Mettre la lutte climatique et sociale au coeur de l’enseignement supérieur

L’urgence climatique est là et nous la vivons désormais toutes et tous très directement (inondations, sécheresse, feux, vagues de chaleur à répétition, impact sur les cultures, impact sur la santé, etc). Les étudiants la vivent eux aussi, ils sont inquiets, anxieux même pour bon nombre d’entre eux. La réponse et les efforts doivent être concrets, collectifs, rassembleurs, courageux et à la hauteur des enjeux.

L’enseignement supérieur se situe sur plusieurs temporalités à ce sujet : à la fois le court terme, mais aussi sur le moyen et le long terme. L’enseignement supérieur et la recherche doivent en effet s’inscrire dans une perspective de changement sociétal collectif, et la Fédération Wallonie-Bruxelles possède plusieurs leviers non négligeables pour aider à y répondre.

L’interview de la Rectrice de l’ULB, Annemie Schaus, la semaine dernière était à cet égard particulièrement inspirante. Elle plaide en effet pour une approche transversale et inclusive du développement durable, convaincue du rôle de l’université pour préparer la société à relever ces défis immenses.

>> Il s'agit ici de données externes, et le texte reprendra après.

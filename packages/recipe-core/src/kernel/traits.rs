// Trait definitions for dependency injection
//
// These are INFRASTRUCTURE traits only - no decision logic.
// The action handlers decide; these collaborators persist, prompt and display.
//
// Naming convention: Base* for trait names (e.g., BaseRecipeStore, BaseNotifier)

use anyhow::Result;
use async_trait::async_trait;

use crate::common::auth::UserState;
use crate::common::{MessageCatalog, RecipeId};
use crate::domains::households::{Household, TransferRequest};
use crate::domains::meal_plan::MealSlot;
use crate::domains::recipes::machines::ReviewAction;
use crate::domains::recipes::models::{Recipe, RecipePatch};
use crate::domains::recipes::sharing::CopyRequest;

// =============================================================================
// Current User (Infrastructure)
// =============================================================================

pub trait BaseUserSource: Send + Sync {
    /// Current knowledge of the acting user; `Loading` until resolved.
    fn current_user(&self) -> UserState;
}

// =============================================================================
// Recipe Store (Infrastructure - data access)
// =============================================================================

#[async_trait]
pub trait BaseRecipeStore: Send + Sync {
    /// Read the current snapshot of a recipe (the refetch after a mutation)
    async fn fetch(&self, id: RecipeId) -> Result<Option<Recipe>>;

    /// Partial update of mutable fields
    async fn update(&self, id: RecipeId, patch: &RecipePatch) -> Result<()>;

    async fn delete(&self, id: RecipeId) -> Result<()>;

    /// Assign or clear (recipe_id = None) one meal-plan slot
    async fn set_meal(&self, slot: &MealSlot) -> Result<()>;

    /// Run the AI rewrite; the result is left awaiting review
    async fn enhance(&self, id: RecipeId) -> Result<()>;

    /// Approve or reject the most recent enhancement.
    ///
    /// Approve marks it reviewed. Reject is expected to restore the
    /// pre-enhancement content and clear `enhanced`.
    async fn review(&self, id: RecipeId, action: ReviewAction) -> Result<()>;

    /// Duplicate into the caller's household, returning the new recipe id
    async fn copy(&self, request: CopyRequest) -> Result<RecipeId>;

    /// All households (superuser only)
    async fn list_households(&self) -> Result<Vec<Household>>;

    /// Reassign a recipe's household (superuser only)
    async fn transfer(&self, request: TransferRequest) -> Result<()>;
}

// =============================================================================
// Confirmation Dialogs (Infrastructure - presentation)
// =============================================================================

/// The option a user picked in a confirmation dialog.
#[derive(Debug, Clone, Copy, PartialEq, Eq, Hash)]
pub enum DialogChoice {
    Cancel,
    Confirm,
    Copy,
    CopyAsIs,
    CopyAndEnhance,
    Acknowledge,
}

#[derive(Debug, Clone, Copy, PartialEq, Eq, Default)]
pub enum ButtonStyle {
    #[default]
    Default,
    Cancel,
    Destructive,
}

#[derive(Debug, Clone, PartialEq, Eq)]
pub struct DialogButton {
    pub choice: DialogChoice,
    pub label: String,
    pub style: ButtonStyle,
}

/// A modal question with a fixed set of answers.
#[derive(Debug, Clone, PartialEq, Eq)]
pub struct ConfirmationPrompt {
    pub title: String,
    pub message: String,
    pub buttons: Vec<DialogButton>,
}

impl ConfirmationPrompt {
    pub fn new(title: impl Into<String>, message: impl Into<String>) -> Self {
        Self {
            title: title.into(),
            message: message.into(),
            buttons: Vec::new(),
        }
    }

    pub fn button(mut self, choice: DialogChoice, label: impl Into<String>, style: ButtonStyle) -> Self {
        self.buttons.push(DialogButton {
            choice,
            label: label.into(),
            style,
        });
        self
    }

    pub fn choices(&self) -> Vec<DialogChoice> {
        self.buttons.iter().map(|b| b.choice).collect()
    }

    pub fn offers(&self, choice: DialogChoice) -> bool {
        self.buttons.iter().any(|b| b.choice == choice)
    }
}

#[async_trait]
pub trait BaseDialogService: Send + Sync {
    /// Show `prompt` and resolve with the chosen button.
    ///
    /// Implementations must return one of the prompt's own choices;
    /// dismissing the dialog counts as `Cancel`.
    async fn request_confirmation(&self, prompt: ConfirmationPrompt) -> DialogChoice;
}

// =============================================================================
// Notifications & Navigation (Infrastructure - presentation)
// =============================================================================

pub trait BaseNotifier: Send + Sync {
    fn notify(&self, title: &str, message: &str);
}

pub trait BaseNavigator: Send + Sync {
    /// Return to the previous view
    fn go_back(&self);

    /// Show another recipe's detail view
    fn open_recipe(&self, id: RecipeId);
}

// =============================================================================
// Localization (Infrastructure)
// =============================================================================

pub trait BaseTranslator: Send + Sync {
    fn t(&self, key: &str, params: &[(&str, String)]) -> String;
}

impl BaseTranslator for MessageCatalog {
    fn t(&self, key: &str, params: &[(&str, String)]) -> String {
        self.translate(key, params)
    }
}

Et ce, dans l’ensemble des disciplines enseignées, en axant tous les cours de toutes les facultés sur les enjeux du développement durable au sens large, en ce compris la justice sociale, l’égalité homme-femme, le bien-être…

Cela fait notamment écho à ce affirmait l’ARES il y a quelques mois dans son avis à propos de l’avant-projet de décret organisant une coordination et un renforcement des actions de la Communauté française en faveur d’une transition écologique. Elle insistait sur la nécessité d’une vision holistique de la question, relavant l’importance de sensibiliser l’ensemble des acteurs de l’enseignement supérieur à la transition vers un monde plus durable et de définir des objectifs précis en termes d’éducation, de formation et de sensibilisation.

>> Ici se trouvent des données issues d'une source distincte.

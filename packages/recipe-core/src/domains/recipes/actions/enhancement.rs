use tracing::{error, info, warn};

use super::{ActionOutcome, RecipeActions};
use crate::common::auth::Actor;
use crate::common::MessageKey;
use crate::domains::recipes::commands::RecipeCommand;
use crate::domains::recipes::machines::enhancement;
use crate::domains::recipes::machines::{EnhanceRoute, ReviewAction};
use crate::kernel::{ButtonStyle, DialogChoice};

impl RecipeActions {
    /// Ask for an AI rewrite.
    ///
    /// Owners confirm and enhance in place, after which the review modal
    /// opens. Foreign recipes are routed to a copy when copyable and
    /// explained away otherwise.
    pub async fn request_enhance(&mut self) -> ActionOutcome {
        let Some(id) = self.recipe_id else {
            return ActionOutcome::Skipped;
        };
        let Some(recipe) = self.recipe.clone() else {
            return ActionOutcome::Skipped;
        };

        let route = enhancement::route(&recipe, &self.user());
        info!(recipe_id = %id, ?route, "enhance requested");

        match route {
            EnhanceRoute::Undecided => {
                self.notify(MessageKey::NoticeTitle, MessageKey::PleaseWait);
                ActionOutcome::Refused
            }
            EnhanceRoute::InPlace => {
                let prompt = self
                    .cancel_button(
                        self.prompt(MessageKey::EnhanceTitle, self.t(MessageKey::EnhanceMessage)),
                    )
                    .button(
                        DialogChoice::Confirm,
                        self.t(MessageKey::Enhance),
                        ButtonStyle::Default,
                    );
                if self.confirm(prompt).await != DialogChoice::Confirm {
                    return ActionOutcome::Cancelled;
                }

                match self.run(RecipeCommand::Enhance { id }).await {
                    Ok(_) => {
                        self.reload().await;
                        self.modals.enhancement_review = true;
                        ActionOutcome::Completed
                    }
                    Err(e) => {
                        error!(recipe_id = %id, error = %e, "enhance failed");
                        self.notify(MessageKey::ErrorTitle, MessageKey::EnhanceFailed);
                        ActionOutcome::Failed
                    }
                }
            }
            EnhanceRoute::CopyFirst => {
                let prompt = self
                    .cancel_button(self.prompt(
                        MessageKey::ForeignRecipeTitle,
                        self.t(MessageKey::ForeignRecipeCopyMessage),
                    ))
                    .button(DialogChoice::Copy, self.t(MessageKey::Copy), ButtonStyle::Default);
                match self.confirm(prompt).await {
                    DialogChoice::Copy => self.request_copy().await,
                    _ => ActionOutcome::Cancelled,
                }
            }
            EnhanceRoute::Unavailable => {
                let prompt = self
                    .prompt(MessageKey::ForeignRecipeTitle, self.t(MessageKey::CannotEnhance))
                    .button(
                        DialogChoice::Acknowledge,
                        self.t(MessageKey::Acknowledge),
                        ButtonStyle::Default,
                    );
                self.confirm(prompt).await;
                ActionOutcome::Refused
            }
        }
    }

    /// Approve or reject the pending enhancement. Owner only.
    ///
    /// Success closes the review modal; failure leaves it as it was so the
    /// user can retry.
    pub async fn review_enhancement(&mut self, action: ReviewAction) -> ActionOutcome {
        let Some(id) = self.recipe_id else {
            return ActionOutcome::Skipped;
        };
        let Some(recipe) = self.recipe.clone() else {
            return ActionOutcome::Skipped;
        };

        if let Err(e) = Actor::new(&self.user()).owns(&recipe) {
            warn!(recipe_id = %id, action = action.as_str(), reason = %e, "review refused");
            self.notify_refusal(&e, MessageKey::CannotReview);
            return ActionOutcome::Refused;
        }

        match self.run(RecipeCommand::Review { id, action }).await {
            Ok(_) => {
                info!(recipe_id = %id, action = action.as_str(), "enhancement reviewed");
                self.modals.enhancement_review = false;
                let message = match action {
                    ReviewAction::Approve => MessageKey::EnhancementApproved,
                    ReviewAction::Reject => MessageKey::EnhancementRejected,
                };
                self.notify(MessageKey::SuccessTitle, message);
                self.reload().await;
                ActionOutcome::Completed
            }
            Err(e) => {
                error!(recipe_id = %id, action = action.as_str(), error = %e, "review failed");
                self.notify(MessageKey::ErrorTitle, MessageKey::ReviewFailed);
                ActionOutcome::Failed
            }
        }
    }

    /// Review-modal shortcut: approve, then close the modal whatever happened.
    pub async fn approve_enhancement(&mut self) -> ActionOutcome {
        let outcome = self.review_enhancement(ReviewAction::Approve).await;
        self.modals.enhancement_review = false;
        outcome
    }

    /// Review-modal shortcut: reject, then close the modal whatever happened.
    pub async fn reject_enhancement(&mut self) -> ActionOutcome {
        let outcome = self.review_enhancement(ReviewAction::Reject).await;
        self.modals.enhancement_review = false;
        outcome
    }
}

Des missions claires sont donc à mettre en place dans le cadre des compétences de la FWB que sont l’enseignement et la recherche, et ce, pour l’ensemble des établissements. Et là, la FWB a un rôle important à jouer !

Mais elle peut aussi, dans le respect de la liberté académique, travailler sur une révision des programmes d’études et des cursus. L’AEQES pourrait ici être mobilisée, de même qu’une plus grande et proactive sensibilisation des autorités académiques et des chercheurs. Beaucoup d’étudiants souhaitent recevoir une formation qui leur permettront de répondre aux questions urgentes auxquelles cette nouvelle crise les confrontent aujourd’hui.

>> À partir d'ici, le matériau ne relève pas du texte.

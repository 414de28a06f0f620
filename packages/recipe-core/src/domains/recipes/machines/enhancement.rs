//! Enhancement review workflow
//!
//! Pure decision logic - NO IO.
//!
//! Enhancement is advertised for any unenhanced recipe, but only the owning
//! household can enhance in place. A foreign recipe has to be copied first,
//! and a foreign recipe that cannot be copied cannot be enhanced at all.

use serde::{Deserialize, Serialize};

use crate::common::auth::UserState;
use crate::domains::recipes::models::Recipe;
use crate::domains::recipes::ownership;

/// Human verdict on an AI rewrite.
#[derive(Debug, Clone, Copy, PartialEq, Eq, Serialize, Deserialize)]
#[serde(rename_all = "lowercase")]
pub enum ReviewAction {
    Approve,
    Reject,
}

impl ReviewAction {
    pub fn as_str(&self) -> &'static str {
        match self {
            ReviewAction::Approve => "approve",
            ReviewAction::Reject => "reject",
        }
    }
}

/// Where a recipe sits in the enhancement lifecycle.
#[derive(Debug, Clone, Copy, PartialEq, Eq)]
pub enum EnhancementStatus {
    /// No rewrite applied, so no review owed
    Original,
    /// Rewrite applied, waiting for approve/reject
    AwaitingReview,
    /// Rewrite applied and approved
    Reviewed,
}

impl EnhancementStatus {
    pub fn of(recipe: &Recipe) -> Self {
        match (recipe.enhanced, recipe.enhancement_reviewed) {
            (false, _) => EnhancementStatus::Original,
            (true, false) => EnhancementStatus::AwaitingReview,
            (true, true) => EnhancementStatus::Reviewed,
        }
    }
}

/// Which flow an enhance request takes for this user.
#[derive(Debug, Clone, Copy, PartialEq, Eq)]
pub enum EnhanceRoute {
    /// User not loaded yet; ownership cannot be decided
    Undecided,
    /// Owned: confirm, enhance in place, then review
    InPlace,
    /// Foreign but copyable: offer a copy instead
    CopyFirst,
    /// Foreign and not copyable: explain and stop
    Unavailable,
}

pub fn route(recipe: &Recipe, user: &UserState) -> EnhanceRoute {
    match ownership::is_owned(recipe, user) {
        None => EnhanceRoute::Undecided,
        Some(true) => EnhanceRoute::InPlace,
        Some(false) if ownership::can_copy(recipe, user) => EnhanceRoute::CopyFirst,
        Some(false) => EnhanceRoute::Unavailable,
    }
}

#[cfg(test)]
mod tests {
    use super::*;
    use crate::common::auth::{CurrentUser, Role};
    use crate::common::HouseholdId;
    use crate::domains::recipes::models::Visibility;

    #[test]
    fn status_tracks_enhanced_pair() {
        let mut recipe = Recipe::new(None);
        assert_eq!(EnhancementStatus::of(&recipe), EnhancementStatus::Original);
        recipe.enhancement_reviewed = true;
        assert_eq!(EnhancementStatus::of(&recipe), EnhancementStatus::Original);
        recipe.enhanced = true;
        recipe.enhancement_reviewed = false;
        assert_eq!(EnhancementStatus::of(&recipe), EnhancementStatus::AwaitingReview);
        recipe.enhancement_reviewed = true;
        assert_eq!(EnhancementStatus::of(&recipe), EnhancementStatus::Reviewed);
    }

    #[test]
    fn routes_by_ownership_and_copyability() {
        let home = HouseholdId::new();
        let user = UserState::Loaded(CurrentUser::new(home, Role::Member));

        let own = Recipe::new(Some(home));
        assert_eq!(route(&own, &user), EnhanceRoute::InPlace);

        let shared = Recipe::new(Some(HouseholdId::new())).with_visibility(Visibility::Shared);
        assert_eq!(route(&shared, &user), EnhanceRoute::CopyFirst);

        let private = Recipe::new(Some(HouseholdId::new()));
        assert_eq!(route(&private, &user), EnhanceRoute::Unavailable);

        assert_eq!(route(&own, &UserState::Loading), EnhanceRoute::Undecided);
    }

    #[test]
    fn review_action_wire_format() {
        assert_eq!(
            serde_json::to_string(&ReviewAction::Approve).unwrap(),
            "\"approve\""
        );
        assert_eq!(ReviewAction::Reject.as_str(), "reject");
    }
}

D’où ces questions adressées à la Ministre de l’Enseignement supérieur, Valérie Glatigny :

  • Madame la Ministre, de nombreux membres des corps scientifiques et académiques souhaitent eux aussi poursuivre dans cette voie, nouer des collaborations nationales et internationales, mais dans quelle mesure sont-ils assez outillés ? Qu’est-ce qui est mis en place pour cela ? Disposent-ils par exemple d’assez de temps pour remanier leurs cours ?
  • Au-delà des appels à projets, des mesures d’ordre systémique sont-elles prévues afin d’accompagner et d’inciter les établissements d’enseignement supérieur à développer des stratégies de développement durable ? Une logique interdisciplinaire plus systématique se développe-t-elle dans l’ensemble de nos établissements ?
  • Pourriez-vous enfin faire le point sur les réflexions en cours au sein de l’ARES en ce qui concerne la mise en œuvre du Plan transversal de transition écologique de la Fédération Wallonie-Bruxelles ?

Réponse de la Ministre :

La contribution des établissements d’enseignement supérieur est essentielle, car elle nous permettra d’assumer les changements devant être mis en œuvre pour notre société, dans la manière dont nous habitons, traitons et partageons le monde. Il s’agit de prendre en compte des enjeux complexes: à court terme, une action rapide et efficace sur l’empreinte environnementale des établissements et des pratiques en usage; à long terme, la formation des intelligences, des sensibilités et des compétences, qui sont le champ d’intervention spécifique des établissements d’enseignement supérieur.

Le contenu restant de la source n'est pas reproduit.